Scanned gate microscopy of a one-dimensional quantum dot

TL;DR

This paper provides an analytical and numerical study of how a sharp conducting tip interacts electrostatically with a one-dimensional quantum wire in scanned gate microscopy, revealing conditions for imaging individual electrons.

Contribution

It offers a tractable analytical model for electrostatic interactions in SGM of 1D wires and identifies the spatial scale for electron imaging based on tip height.

Findings

Imaging of individual electrons is feasible when electron separation exceeds the tip's height.

The characteristic electrostatic coupling scale is equal to the tip height above the substrate.

Differences between weakly and strongly invasive SGM regimes are characterized.

Abstract

We analyze electrostatic interaction between a sharp conducting tip and a thin one-dimensional wire, e.g., a carbon nanotube, in a scanned gate microscopy (SGM) experiment.
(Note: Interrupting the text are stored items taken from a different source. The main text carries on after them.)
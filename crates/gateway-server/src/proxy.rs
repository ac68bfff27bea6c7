//! Request forwarding to backend services.
//!
//! Resolves `/api/{service}/...` against the registry, strips the prefix and
//! forwards method, headers and body to the backend, streaming both bodies.
//! The `Host` header is not forwarded, so the backend sees its own authority.

use crate::config::ProxySettings;
use crate::error::GatewayError;
use crate::metrics::MetricsRegistry;
use crate::registry::ServiceRegistry;
use crate::routing::{split_api_path, upstream_url};
use axum::body::{Body, Bytes, HttpBody};
use axum::extract::Request;
use axum::http::{HeaderMap, header};
use axum::response::Response;
use futures::StreamExt;
use std::sync::Arc;
use std::time::{Duration, Instant};
use tokio::sync::mpsc;
use tokio::time::timeout;
use tokio_stream::wrappers::ReceiverStream;
use tracing::{debug, error, info};

/// Headers that apply to a single connection and are never forwarded.
const HOP_BY_HOP_HEADERS: &[&str] = &[
    "connection",
    "keep-alive",
    "proxy-authenticate",
    "proxy-authorization",
    "proxy-connection",
    "te",
    "trailer",
    "trailers",
    "transfer-encoding",
    "upgrade",
];

/// Chunks buffered between the client connection and the backend request
const BODY_CHANNEL_DEPTH: usize = 16;

/// Forwards requests to the service selected by the path prefix
pub struct ProxyCore {
    client: reqwest::Client,
    registry: Arc<ServiceRegistry>,
    timeout: Duration,
    metrics: Option<Arc<MetricsRegistry>>,
}

impl ProxyCore {
    /// Create a proxy with its own connection pool
    pub fn new(
        registry: Arc<ServiceRegistry>,
        settings: &ProxySettings,
        metrics: Option<Arc<MetricsRegistry>>,
    ) -> common::Result<Self> {
        let client = reqwest::Client::builder()
            .connect_timeout(settings.connect_timeout)
            .pool_max_idle_per_host(16)
            .redirect(reqwest::redirect::Policy::none())
            .build()
            .map_err(common::Error::proxy)?;

        Ok(Self {
            client,
            registry,
            timeout: settings.timeout,
            metrics,
        })
    }

    /// Forward one request and relay the backend's answer unchanged.
    ///
    /// Unknown services yield `RouteNotFound`; connection failures and
    /// timeouts yield `BackendUnavailable` after the cause is logged.
    pub async fn forward(&self, request: Request) -> Result<Response, GatewayError> {
        let (parts, body) = request.into_parts();

        let route = split_api_path(parts.uri.path())
            .ok_or_else(|| GatewayError::NotFound(parts.uri.path().to_string()))?;

        let Some(entry) = self.registry.lookup(route.service) else {
            debug!(service = route.service, "Request for unregistered service");
            if let Some(ref m) = self.metrics {
                m.record_unknown_service();
            }
            return Err(GatewayError::RouteNotFound(route.service.to_string()));
        };

        let target = upstream_url(entry.base_url(), route.forward_path, parts.uri.query());

        info!(
            method = %parts.method,
            path = %parts.uri,
            upstream_path = route.forward_path,
            service = entry.name(),
            "Proxying {} {} to {}",
            parts.method,
            parts.uri,
            route.forward_path,
        );

        let mut upstream = self
            .client
            .request(parts.method.clone(), &target)
            .headers(forwardable_headers(&parts.headers));

        if body.size_hint().exact() != Some(0) {
            upstream = upstream.body(pump_body(body));
        }

        let start = Instant::now();
        let response = match timeout(self.timeout, upstream.send()).await {
            Ok(Ok(response)) => response,
            Ok(Err(e)) => return Err(self.unavailable(entry.name(), e.to_string(), start)),
            Err(_) => {
                let reason = format!("no response within {}ms", self.timeout.as_millis());
                return Err(self.unavailable(entry.name(), reason, start));
            }
        };

        debug!(
            service = entry.name(),
            status = response.status().as_u16(),
            duration_ms = start.elapsed().as_millis(),
            "Backend responded"
        );
        if let Some(ref m) = self.metrics {
            m.record_proxy(entry.name(), "forwarded", start.elapsed());
        }

        Ok(relay_response(response))
    }

    fn unavailable(&self, service: &str, reason: String, start: Instant) -> GatewayError {
        error!(service = service, error = %reason, "Proxy error");
        if let Some(ref m) = self.metrics {
            m.record_proxy(service, "unavailable", start.elapsed());
        }
        GatewayError::BackendUnavailable {
            service: service.to_string(),
            reason,
        }
    }
}

fn is_hop_by_hop(name: &str) -> bool {
    HOP_BY_HOP_HEADERS.contains(&name)
}

/// Copy headers minus hop-by-hop headers, headers named in `Connection`,
/// and `Host`.
fn forwardable_headers(headers: &HeaderMap) -> HeaderMap {
    let connection_listed = connection_tokens(headers);

    let mut forwarded = HeaderMap::with_capacity(headers.len());
    for (name, value) in headers {
        let name_str = name.as_str();
        if name == header::HOST
            || is_hop_by_hop(name_str)
            || connection_listed.iter().any(|token| token == name_str)
        {
            continue;
        }
        forwarded.append(name.clone(), value.clone());
    }
    forwarded
}

/// Copy backend response headers minus hop-by-hop headers
fn relayable_headers(headers: &HeaderMap) -> HeaderMap {
    let connection_listed = connection_tokens(headers);

    let mut relayed = HeaderMap::with_capacity(headers.len());
    for (name, value) in headers {
        let name_str = name.as_str();
        if is_hop_by_hop(name_str) || connection_listed.iter().any(|token| token == name_str) {
            continue;
        }
        relayed.append(name.clone(), value.clone());
    }
    relayed
}

/// Lowercased header names listed in `Connection`
fn connection_tokens(headers: &HeaderMap) -> Vec<String> {
    headers
        .get_all(header::CONNECTION)
        .iter()
        .filter_map(|value| value.to_str().ok())
        .flat_map(|value| value.split(','))
        .map(|token| token.trim().to_ascii_lowercase())
        .filter(|token| !token.is_empty())
        .collect()
}

/// Stream the inbound body to the backend without buffering it whole.
fn pump_body(body: Body) -> reqwest::Body {
    let (tx, rx) = mpsc::channel::<Result<Bytes, std::io::Error>>(BODY_CHANNEL_DEPTH);

    tokio::spawn(async move {
        let mut chunks = body.into_data_stream();
        while let Some(chunk) = chunks.next().await {
            let chunk = chunk.map_err(std::io::Error::other);
            let failed = chunk.is_err();
            if tx.send(chunk).await.is_err() || failed {
                break;
            }
        }
    });

    reqwest::Body::wrap_stream(ReceiverStream::new(rx))
}

fn relay_response(upstream: reqwest::Response) -> Response {
    let status = upstream.status();
    let headers = relayable_headers(upstream.headers());

    let mut response = Response::new(Body::from_stream(upstream.bytes_stream()));
    *response.status_mut() = status;
    *response.headers_mut() = headers;
    response
}
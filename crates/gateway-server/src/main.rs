//! MCP Gateway binary

use gateway_server::{Config, GatewayServer, ServiceRegistry, telemetry};
use std::process::ExitCode;

#[tokio::main]
async fn main() -> ExitCode {
    // Configuration faults are fatal; tracing is not initialized yet
    let config = match Config::load() {
        Ok(config) => config,
        Err(e) => {
            eprintln!("Configuration error: {}", e);
            return ExitCode::FAILURE;
        }
    };

    let registry = match ServiceRegistry::load(&config.services, |key| std::env::var(key).ok()) {
        Ok(registry) => registry,
        Err(e) => {
            eprintln!("Configuration error: {}", e);
            return ExitCode::FAILURE;
        }
    };

    let _telemetry_guard = match telemetry::init(&config.logging, &config.telemetry) {
        Ok(guard) => guard,
        Err(e) => {
            eprintln!("Failed to initialize logging: {}", e);
            return ExitCode::FAILURE;
        }
    };

    tracing::info!("MCP Gateway starting");
    match config.source {
        Some(ref path) => tracing::info!("Loaded configuration from: {}", path.display()),
        None => tracing::info!("No configuration file found, using defaults"),
    }

    let result = match GatewayServer::new(config, registry) {
        Ok(server) => server.run().await,
        Err(e) => Err(e),
    };

    // Telemetry guard will flush spans on drop
    match result {
        Ok(()) => ExitCode::SUCCESS,
        Err(e) => {
            tracing::error!(error = %e, "MCP Gateway failed");
            ExitCode::FAILURE
        }
    }
}
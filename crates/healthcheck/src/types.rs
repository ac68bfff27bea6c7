//! Probe result types.

use chrono::{DateTime, Utc};
use serde::{Deserialize, Serialize};
use std::fmt;
use std::time::Duration;

/// Classification of a single probe
#[derive(Debug, Clone, Copy, PartialEq, Eq, Hash, Serialize, Deserialize)]
#[serde(rename_all = "lowercase")]
pub enum ProbeStatus {
    /// Backend answered with a success status
    Healthy,
    /// Backend answered, but not with a success status
    Unhealthy,
    /// No response: connection failure, DNS failure or timeout
    Unreachable,
}

impl ProbeStatus {
    /// Lowercase label, as used in reports and metric labels
    pub fn as_str(&self) -> &'static str {
        match self {
            ProbeStatus::Healthy => "healthy",
            ProbeStatus::Unhealthy => "unhealthy",
            ProbeStatus::Unreachable => "unreachable",
        }
    }
}

impl fmt::Display for ProbeStatus {
    fn fmt(&self, f: &mut fmt::Formatter<'_>) -> fmt::Result {
        f.write_str(self.as_str())
    }
}

/// Outcome of one probe attempt
#[derive(Debug, Clone)]
pub struct ProbeResult {
    /// Classification of the probe
    pub status: ProbeStatus,

    /// Time spent waiting for the probe to settle
    pub duration: Duration,

    /// Response code, when the backend answered
    pub response_code: Option<u16>,

    /// Failure message, only set for unreachable backends
    pub error: Option<String>,

    /// When the probe settled
    pub checked_at: DateTime<Utc>,
}

impl ProbeResult {
    /// Create a healthy result
    pub fn healthy(duration: Duration, response_code: u16) -> Self {
        Self {
            status: ProbeStatus::Healthy,
            duration,
            response_code: Some(response_code),
            error: None,
            checked_at: Utc::now(),
        }
    }

    /// Create an unhealthy result
    pub fn unhealthy(duration: Duration, response_code: u16) -> Self {
        Self {
            status: ProbeStatus::Unhealthy,
            duration,
            response_code: Some(response_code),
            error: None,
            checked_at: Utc::now(),
        }
    }

    /// Create an unreachable result
    pub fn unreachable(duration: Duration, error: impl Into<String>) -> Self {
        Self {
            status: ProbeStatus::Unreachable,
            duration,
            response_code: None,
            error: Some(error.into()),
            checked_at: Utc::now(),
        }
    }

    /// Create an unreachable result for a probe that did not settle in time
    pub fn timed_out(duration: Duration) -> Self {
        Self::unreachable(
            duration,
            format!("health probe timed out after {}ms", duration.as_millis()),
        )
    }

    /// Check if the result is healthy
    pub fn is_healthy(&self) -> bool {
        self.status == ProbeStatus::Healthy
    }
}
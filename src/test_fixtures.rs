use crate::model::Hmm;
use lazy_static::lazy_static;
use ndarray::array;

lazy_static! {
    /// The 2-state, 2-symbol textbook example, sized for sequences of length 3.
    pub static ref HMM_WEATHER: Hmm = {
        Hmm::new(
            array![[0.7, 0.3], [0.4, 0.6]],
            array![[0.9, 0.1], [0.2, 0.8]],
            array![0.5, 0.5],
            3,
        )
        .unwrap()
    };
}

/// Always emits `1, 0, 1, 0, ...`
pub fn periodic(t: usize) -> Hmm {
    Hmm::new(
        array![[0.0, 1.0], [1.0, 0.0]],
        array![[0.0, 1.0], [1.0, 0.0]],
        array![1.0, 0.0],
        t,
    )
    .unwrap()
}

/// A hand-calculated table of paths where each path is equally likely.
///
/// 1 time step (state + observation)
/// 0/0
/// 2/1
///
/// 2 time steps (states + observations)
/// 0/0, 0/0
/// 0/0, 0/0
/// 0/0, 1/0
/// 0/0, 1/1
/// 0/0, 2/1
/// 0/0, 2/1
/// 0/0, 2/1
/// 0/0, 2/1
/// 2/1, 0/0
/// 2/1, 0/0
/// 2/1, 1/0
/// 2/1, 1/0
/// 2/1, 1/1
/// 2/1, 1/1
/// 2/1, 2/1
/// 2/1, 2/1
pub fn fancy(t: usize) -> Hmm {
    Hmm::new(
        array![[0.25, 0.25, 0.5], [0.5, 0.25, 0.25], [0.25, 0.5, 0.25]],
        array![[1.0, 0.0], [0.5, 0.5], [0.0, 1.0]],
        array![0.5, 0.0, 0.5],
        t,
    )
    .unwrap()
}
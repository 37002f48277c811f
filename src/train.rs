use crate::config::TrainConfig;
use crate::error::{HmmError, Result};
use crate::model::Hmm;
use crate::ndarray_utils::*;
use crate::posterior::Posteriors;
use ndarray::prelude::*;
use rand::Rng;
use tracing::{debug, error, info, warn};

/// What happened during one call to [`Hmm::learn_with`].
#[derive(Clone, Debug, PartialEq)]
pub struct TrainReport {
    /// Whether the last iteration left every entry of $A$ and $B$ unchanged within
    /// tolerance. `false` means the iteration budget ran out first.
    pub converged: bool,
    pub iterations: usize,
    /// $P(Y|θ)$ under the parameters at the start of each iteration.
    pub likelihoods: Vec<f64>,
}

/// The M-step: new $A$ and $B$ from the posteriors of one sequence.
///
/// $$
/// a_{ij}^*=\frac{\sum^{T-2}\_{t=0}ξ\_{ij}(t)}{\sum^{T-2}\_{t=0}\sum_k ξ\_{ik}(t)}
/// $$
///
/// $$
/// b_i^*(k)=\frac{\sum^{T-1}_{t=0} 1_{y_t=k} γ_i(t)}{\sum^{T-1}_{t=0} γ_i(t)}
/// $$
///
/// A state with no expected transitions out of it (always the case when $T = 1$) gets a
/// uniform row in $A$; a state with no expected occupancy gets a uniform row in $B$.
pub fn reestimate(posteriors: &Posteriors, ys: &[usize], m: usize) -> (Array2<f64>, Array2<f64>) {
    let n = posteriors.gamma.ncols();

    // Expected number of i → j transitions
    let transitions = posteriors.xi.sum_axis(Axis(0));

    // Expected number of times state i emits symbol k
    let mut emissions = Array2::<f64>::zeros((n, m));
    for (gamma_t, &y) in posteriors.gamma.rows().into_iter().zip(ys) {
        let mut emitted = emissions.column_mut(y);
        emitted += &gamma_t;
    }

    (normalize_counts(transitions), normalize_counts(emissions))
}

fn normalize_counts(mut counts: Array2<f64>) -> Array2<f64> {
    let fallback = uniform(counts.ncols());
    for mut row in counts.rows_mut() {
        let total = row.sum();
        if total == 0.0 {
            row.assign(&fallback);
        } else {
            row /= total;
        }
    }
    counts
}

/// `true` when every entry of both tables is unchanged within the relative `tolerance`.
pub fn parameters_unchanged(
    old_a: &Array2<f64>,
    old_b: &Array2<f64>,
    new_a: &Array2<f64>,
    new_b: &Array2<f64>,
    tolerance: f64,
) -> bool {
    old_a.all_close(new_a, tolerance) && old_b.all_close(new_b, tolerance)
}

impl Hmm {
    /// [`Hmm::learn_with`] using [`TrainConfig::default`], reporting only whether training
    /// converged.
    pub fn learn<R: Rng + ?Sized>(&mut self, ys: &[usize], rng: &mut R) -> Result<bool> {
        self.learn_with(ys, &TrainConfig::default(), rng)
            .map(|report| report.converged)
    }

    /// Find a maximum likelihood estimate for $A$ and $B$ with Baum-Welch (Baum et. al. 1970),
    /// the Expectation-Maximization algorithm for HMMs. $π$ is taken as given and is never
    /// updated.
    ///
    /// $A$ and $B$ are first overwritten with random values drawn from `rng`. Each iteration
    /// then runs the forward and backward passes, computes [`Posteriors`], and commits the
    /// re-estimated tables. Training stops after the first iteration in which no entry moved
    /// by more than `config.tolerance()`, or when `config.max_iterations()` is reached.
    ///
    /// Caveats:
    /// - This is not guaranteed to find a global maximum, only a local one.
    /// - Due to a lack of identifiability, an HMM with $N$ states has up to $N!$ equivalent
    ///   solutions.
    ///
    /// Malformed observations are rejected before anything is modified. If the forward and
    /// backward likelihoods disagree, or vanish, the call fails with
    /// [`HmmError::InternalInconsistency`] and the tables keep the values committed by the
    /// previous iteration. A failure in the very first iteration restores the tables the
    /// model had before the call, since the random draws are not distributions.
    pub fn learn_with<R: Rng + ?Sized>(
        &mut self,
        ys: &[usize],
        config: &TrainConfig,
        rng: &mut R,
    ) -> Result<TrainReport> {
        self.validate_observations(ys)?;
        let initial = (self.a.clone(), self.b.clone());
        self.randomize(rng, config.normalize_init());

        let mut report = TrainReport {
            converged: false,
            iterations: 0,
            likelihoods: Vec::new(),
        };
        while !report.converged && report.iterations < config.max_iterations() {
            let (likelihood, a, b) = match self.baum_welch_step(ys, config, report.iterations) {
                Ok(step) => step,
                Err(err) => {
                    if report.iterations == 0 {
                        let (a, b) = initial;
                        self.a = a;
                        self.b = b;
                    }
                    return Err(err);
                }
            };
            report.converged =
                parameters_unchanged(&self.a, &self.b, &a, &b, config.tolerance());
            self.a = a;
            self.b = b;
            report.iterations += 1;
            report.likelihoods.push(likelihood);
            debug!(
                "Baum-Welch iteration {}: likelihood={:e}",
                report.iterations, likelihood
            );
        }

        if report.converged {
            info!("Baum-Welch converged after {} iterations", report.iterations);
        } else {
            warn!(
                "Baum-Welch did not converge within {} iterations",
                report.iterations
            );
        }
        Ok(report)
    }

    fn baum_welch_step(
        &self,
        ys: &[usize],
        config: &TrainConfig,
        iteration: usize,
    ) -> Result<(f64, Array2<f64>, Array2<f64>)> {
        let forward = self.forward_unchecked(ys);
        let backward = self.backward_unchecked(ys);

        let usable = forward.likelihood.is_finite() && forward.likelihood > 0.0;
        if !usable || !approx_eq(forward.likelihood, backward.likelihood, config.tolerance()) {
            error!(
                "forward likelihood {:e} and backward likelihood {:e} are inconsistent at iteration {}",
                forward.likelihood, backward.likelihood, iteration
            );
            return Err(HmmError::InternalInconsistency {
                iteration,
                forward: forward.likelihood,
                backward: backward.likelihood,
            });
        }

        let posteriors = Posteriors::compute(self, ys, &forward, &backward);
        let (a, b) = reestimate(&posteriors, ys, self.m());
        Ok((forward.likelihood, a, b))
    }
}


#[cfg(feature = "benchmark")]
mod benchmark {
    use crate::*;
    use ndarray::array;
    use test::Bencher;

    #[bench]
    fn bench(b: &mut Bencher) {
        let mut rng = new_rng();
        let observations: Vec<usize> = [0, 1].iter().cycle().take(101).cloned().collect();
        let config = TrainConfig::new().with_max_iterations(10).unwrap();
        let mut hmm = Hmm::configure(2, 2, observations.len(), array![0.5, 0.5]).unwrap();
        b.iter(|| hmm.learn_with(&observations, &config, &mut rng));
    }
}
The problem is analytically tractable if the wire resides on a thin dielectric substrate above a metallic backgate. The characteristic spatial scale of the electrostatic coupling to the tip is equal to its height above the substrate. Numerical simulations indicate that imaging of individual electrons by SGM is possible once the mean electron separation exceeds this scale (typically, a few tens of nm). Differences between weakly and strongly invasive SGM regimes are pointed out.